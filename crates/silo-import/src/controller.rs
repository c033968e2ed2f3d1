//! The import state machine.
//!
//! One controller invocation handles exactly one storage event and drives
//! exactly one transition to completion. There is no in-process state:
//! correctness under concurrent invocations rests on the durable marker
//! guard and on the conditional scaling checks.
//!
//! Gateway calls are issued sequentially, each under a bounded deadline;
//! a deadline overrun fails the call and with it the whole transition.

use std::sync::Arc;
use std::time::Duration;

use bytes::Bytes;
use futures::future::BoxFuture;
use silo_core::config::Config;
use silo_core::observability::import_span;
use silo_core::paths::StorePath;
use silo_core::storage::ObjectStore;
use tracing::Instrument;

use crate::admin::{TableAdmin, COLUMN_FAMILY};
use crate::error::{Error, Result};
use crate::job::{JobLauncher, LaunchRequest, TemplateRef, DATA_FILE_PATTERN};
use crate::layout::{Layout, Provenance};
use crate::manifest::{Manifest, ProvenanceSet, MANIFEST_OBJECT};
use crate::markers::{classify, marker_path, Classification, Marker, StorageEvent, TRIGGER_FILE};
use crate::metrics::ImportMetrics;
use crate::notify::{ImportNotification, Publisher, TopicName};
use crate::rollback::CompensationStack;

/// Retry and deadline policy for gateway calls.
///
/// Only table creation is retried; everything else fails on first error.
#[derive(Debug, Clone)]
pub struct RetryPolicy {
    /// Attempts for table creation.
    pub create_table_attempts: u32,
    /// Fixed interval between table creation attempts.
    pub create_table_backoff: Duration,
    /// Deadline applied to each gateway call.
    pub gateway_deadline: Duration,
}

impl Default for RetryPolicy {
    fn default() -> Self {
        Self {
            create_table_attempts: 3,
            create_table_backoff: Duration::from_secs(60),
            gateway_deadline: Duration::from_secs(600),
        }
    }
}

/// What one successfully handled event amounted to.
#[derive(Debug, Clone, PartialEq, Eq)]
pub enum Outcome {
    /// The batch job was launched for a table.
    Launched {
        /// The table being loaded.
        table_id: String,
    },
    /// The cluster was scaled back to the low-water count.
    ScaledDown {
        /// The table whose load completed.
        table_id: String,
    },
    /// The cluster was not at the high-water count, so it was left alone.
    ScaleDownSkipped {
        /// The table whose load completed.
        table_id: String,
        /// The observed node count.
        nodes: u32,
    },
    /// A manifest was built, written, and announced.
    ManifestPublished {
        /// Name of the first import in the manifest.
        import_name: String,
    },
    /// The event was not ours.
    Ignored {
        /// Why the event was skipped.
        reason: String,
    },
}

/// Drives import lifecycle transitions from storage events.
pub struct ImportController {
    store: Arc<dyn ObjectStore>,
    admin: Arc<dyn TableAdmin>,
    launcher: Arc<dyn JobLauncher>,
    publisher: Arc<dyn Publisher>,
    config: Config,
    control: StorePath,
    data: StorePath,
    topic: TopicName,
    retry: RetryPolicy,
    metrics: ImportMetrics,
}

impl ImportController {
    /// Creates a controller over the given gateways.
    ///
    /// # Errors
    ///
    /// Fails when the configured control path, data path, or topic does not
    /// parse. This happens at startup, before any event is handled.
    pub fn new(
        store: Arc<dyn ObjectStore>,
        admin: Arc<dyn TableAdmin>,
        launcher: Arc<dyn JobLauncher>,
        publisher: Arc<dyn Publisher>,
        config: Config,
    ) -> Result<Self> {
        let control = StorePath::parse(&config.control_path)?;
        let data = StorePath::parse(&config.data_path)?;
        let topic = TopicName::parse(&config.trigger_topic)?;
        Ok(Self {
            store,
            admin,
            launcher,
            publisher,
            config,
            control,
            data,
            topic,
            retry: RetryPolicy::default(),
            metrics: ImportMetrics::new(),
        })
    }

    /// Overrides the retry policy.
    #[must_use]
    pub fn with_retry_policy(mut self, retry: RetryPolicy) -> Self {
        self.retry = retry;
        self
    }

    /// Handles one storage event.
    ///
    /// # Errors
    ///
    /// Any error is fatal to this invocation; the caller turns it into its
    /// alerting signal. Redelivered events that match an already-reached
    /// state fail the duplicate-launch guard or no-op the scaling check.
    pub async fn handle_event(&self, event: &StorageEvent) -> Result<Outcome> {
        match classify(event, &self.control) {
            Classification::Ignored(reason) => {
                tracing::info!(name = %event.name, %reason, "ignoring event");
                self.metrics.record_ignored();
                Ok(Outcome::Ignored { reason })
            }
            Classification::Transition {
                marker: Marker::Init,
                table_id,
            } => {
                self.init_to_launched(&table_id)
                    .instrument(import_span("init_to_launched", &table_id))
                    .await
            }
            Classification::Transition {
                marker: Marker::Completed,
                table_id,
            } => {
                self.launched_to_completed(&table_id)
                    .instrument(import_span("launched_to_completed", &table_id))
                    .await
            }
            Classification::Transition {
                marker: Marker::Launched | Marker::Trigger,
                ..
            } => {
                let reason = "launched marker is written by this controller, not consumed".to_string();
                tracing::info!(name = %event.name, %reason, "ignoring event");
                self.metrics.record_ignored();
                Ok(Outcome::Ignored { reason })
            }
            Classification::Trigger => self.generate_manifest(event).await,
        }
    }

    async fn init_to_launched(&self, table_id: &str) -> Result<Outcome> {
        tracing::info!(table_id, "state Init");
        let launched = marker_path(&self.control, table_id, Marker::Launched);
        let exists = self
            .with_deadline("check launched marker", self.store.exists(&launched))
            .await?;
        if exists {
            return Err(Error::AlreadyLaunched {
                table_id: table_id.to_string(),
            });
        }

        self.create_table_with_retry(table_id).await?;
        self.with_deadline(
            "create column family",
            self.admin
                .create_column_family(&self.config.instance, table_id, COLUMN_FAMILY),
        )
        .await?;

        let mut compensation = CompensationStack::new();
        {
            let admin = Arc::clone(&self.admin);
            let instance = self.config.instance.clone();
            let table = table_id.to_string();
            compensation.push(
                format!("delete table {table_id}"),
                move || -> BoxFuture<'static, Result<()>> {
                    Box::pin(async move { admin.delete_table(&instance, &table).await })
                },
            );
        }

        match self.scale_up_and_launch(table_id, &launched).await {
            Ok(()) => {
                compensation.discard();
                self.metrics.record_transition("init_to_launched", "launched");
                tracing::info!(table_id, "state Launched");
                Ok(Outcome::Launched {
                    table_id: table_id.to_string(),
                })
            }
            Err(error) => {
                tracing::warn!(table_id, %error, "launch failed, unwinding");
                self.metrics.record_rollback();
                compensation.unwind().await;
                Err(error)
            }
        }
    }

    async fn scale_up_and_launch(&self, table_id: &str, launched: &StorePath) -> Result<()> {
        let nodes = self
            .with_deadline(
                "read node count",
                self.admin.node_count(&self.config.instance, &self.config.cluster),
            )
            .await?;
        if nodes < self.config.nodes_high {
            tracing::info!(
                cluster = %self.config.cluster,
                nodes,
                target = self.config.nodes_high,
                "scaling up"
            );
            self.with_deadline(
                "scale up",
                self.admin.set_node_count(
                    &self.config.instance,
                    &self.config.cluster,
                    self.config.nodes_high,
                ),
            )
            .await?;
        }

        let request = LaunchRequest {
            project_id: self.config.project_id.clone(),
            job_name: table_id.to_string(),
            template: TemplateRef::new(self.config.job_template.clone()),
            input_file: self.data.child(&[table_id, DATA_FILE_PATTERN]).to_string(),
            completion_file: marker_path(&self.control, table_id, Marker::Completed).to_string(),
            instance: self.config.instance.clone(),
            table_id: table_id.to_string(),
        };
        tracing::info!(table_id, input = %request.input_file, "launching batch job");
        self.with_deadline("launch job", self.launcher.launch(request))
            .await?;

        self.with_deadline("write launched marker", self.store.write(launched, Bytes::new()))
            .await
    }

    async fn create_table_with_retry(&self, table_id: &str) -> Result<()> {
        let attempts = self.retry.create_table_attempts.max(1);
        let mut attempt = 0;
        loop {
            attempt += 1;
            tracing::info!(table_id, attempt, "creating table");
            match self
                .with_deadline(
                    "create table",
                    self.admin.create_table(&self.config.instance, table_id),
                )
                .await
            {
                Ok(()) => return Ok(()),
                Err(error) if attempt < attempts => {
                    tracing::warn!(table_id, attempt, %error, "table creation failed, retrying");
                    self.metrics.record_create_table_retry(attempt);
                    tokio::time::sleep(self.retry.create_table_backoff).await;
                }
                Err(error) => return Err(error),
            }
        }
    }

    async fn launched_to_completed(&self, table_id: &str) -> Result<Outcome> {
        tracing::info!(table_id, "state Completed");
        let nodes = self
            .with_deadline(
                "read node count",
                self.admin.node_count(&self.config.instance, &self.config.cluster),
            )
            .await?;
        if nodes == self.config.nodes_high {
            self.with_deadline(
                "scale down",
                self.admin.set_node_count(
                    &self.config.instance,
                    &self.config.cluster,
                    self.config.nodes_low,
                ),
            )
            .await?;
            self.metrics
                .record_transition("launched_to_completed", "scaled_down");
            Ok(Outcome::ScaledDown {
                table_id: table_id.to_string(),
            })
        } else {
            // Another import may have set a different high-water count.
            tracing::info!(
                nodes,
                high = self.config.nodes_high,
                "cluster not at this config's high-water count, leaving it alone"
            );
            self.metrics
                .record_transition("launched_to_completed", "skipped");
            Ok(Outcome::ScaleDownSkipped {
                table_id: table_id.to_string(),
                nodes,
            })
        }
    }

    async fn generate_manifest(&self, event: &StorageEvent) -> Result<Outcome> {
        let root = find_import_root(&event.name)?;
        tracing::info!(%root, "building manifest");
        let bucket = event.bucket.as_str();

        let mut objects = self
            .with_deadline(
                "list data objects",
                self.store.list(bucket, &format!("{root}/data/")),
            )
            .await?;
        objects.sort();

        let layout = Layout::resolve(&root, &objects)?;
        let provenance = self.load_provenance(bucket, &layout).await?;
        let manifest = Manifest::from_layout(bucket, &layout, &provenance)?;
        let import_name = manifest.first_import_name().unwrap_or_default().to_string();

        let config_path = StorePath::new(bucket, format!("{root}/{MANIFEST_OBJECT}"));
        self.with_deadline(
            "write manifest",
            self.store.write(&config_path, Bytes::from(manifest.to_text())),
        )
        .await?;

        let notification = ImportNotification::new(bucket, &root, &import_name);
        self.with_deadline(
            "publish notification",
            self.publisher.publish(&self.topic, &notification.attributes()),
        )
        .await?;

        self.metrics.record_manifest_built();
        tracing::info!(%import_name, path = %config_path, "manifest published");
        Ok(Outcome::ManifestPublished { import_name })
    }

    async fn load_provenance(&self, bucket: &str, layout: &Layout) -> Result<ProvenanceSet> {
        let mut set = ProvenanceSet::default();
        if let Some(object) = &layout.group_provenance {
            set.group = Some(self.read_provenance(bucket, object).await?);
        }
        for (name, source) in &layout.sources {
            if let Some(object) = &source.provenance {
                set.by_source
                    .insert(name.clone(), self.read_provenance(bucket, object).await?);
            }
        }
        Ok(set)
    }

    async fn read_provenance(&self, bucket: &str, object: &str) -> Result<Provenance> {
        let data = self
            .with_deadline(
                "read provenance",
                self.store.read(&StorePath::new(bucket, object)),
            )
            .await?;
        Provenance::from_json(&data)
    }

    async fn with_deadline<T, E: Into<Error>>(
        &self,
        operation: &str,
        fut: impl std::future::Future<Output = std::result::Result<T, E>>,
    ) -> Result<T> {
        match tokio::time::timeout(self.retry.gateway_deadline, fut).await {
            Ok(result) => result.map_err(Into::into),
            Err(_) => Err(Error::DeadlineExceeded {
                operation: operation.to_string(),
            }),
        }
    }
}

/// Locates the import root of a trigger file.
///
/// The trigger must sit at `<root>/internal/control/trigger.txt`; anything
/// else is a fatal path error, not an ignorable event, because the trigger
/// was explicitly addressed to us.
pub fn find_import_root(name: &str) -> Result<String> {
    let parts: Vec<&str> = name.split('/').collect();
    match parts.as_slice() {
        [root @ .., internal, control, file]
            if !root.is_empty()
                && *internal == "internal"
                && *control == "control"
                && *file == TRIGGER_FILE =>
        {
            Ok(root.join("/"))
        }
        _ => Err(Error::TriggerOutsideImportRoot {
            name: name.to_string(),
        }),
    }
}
# # #
== What is needed ==
The lines wanted are those from the one with "The trigger must" through the last line of the records, repeated exactly and with both ends included.

== Reply ==
/// The trigger must sit at `<root>/internal/control/trigger.txt`; anything
/// else is a fatal path error, not an ignorable event, because the trigger
/// was explicitly addressed to us.
pub fn find_import_root(name: &str) -> Result<String> {
    let parts: Vec<&str> = name.split('/').collect();
    match parts.as_slice() {
        [root @ .., internal, control, file]
            if !root.is_empty()
                && *internal == "internal"
                && *control == "control"
                && *file == TRIGGER_FILE =>
        {
            Ok(root.join("/"))
        }
        _ => Err(Error::TriggerOutsideImportRoot {
            name: name.to_string(),
        }),
    }
}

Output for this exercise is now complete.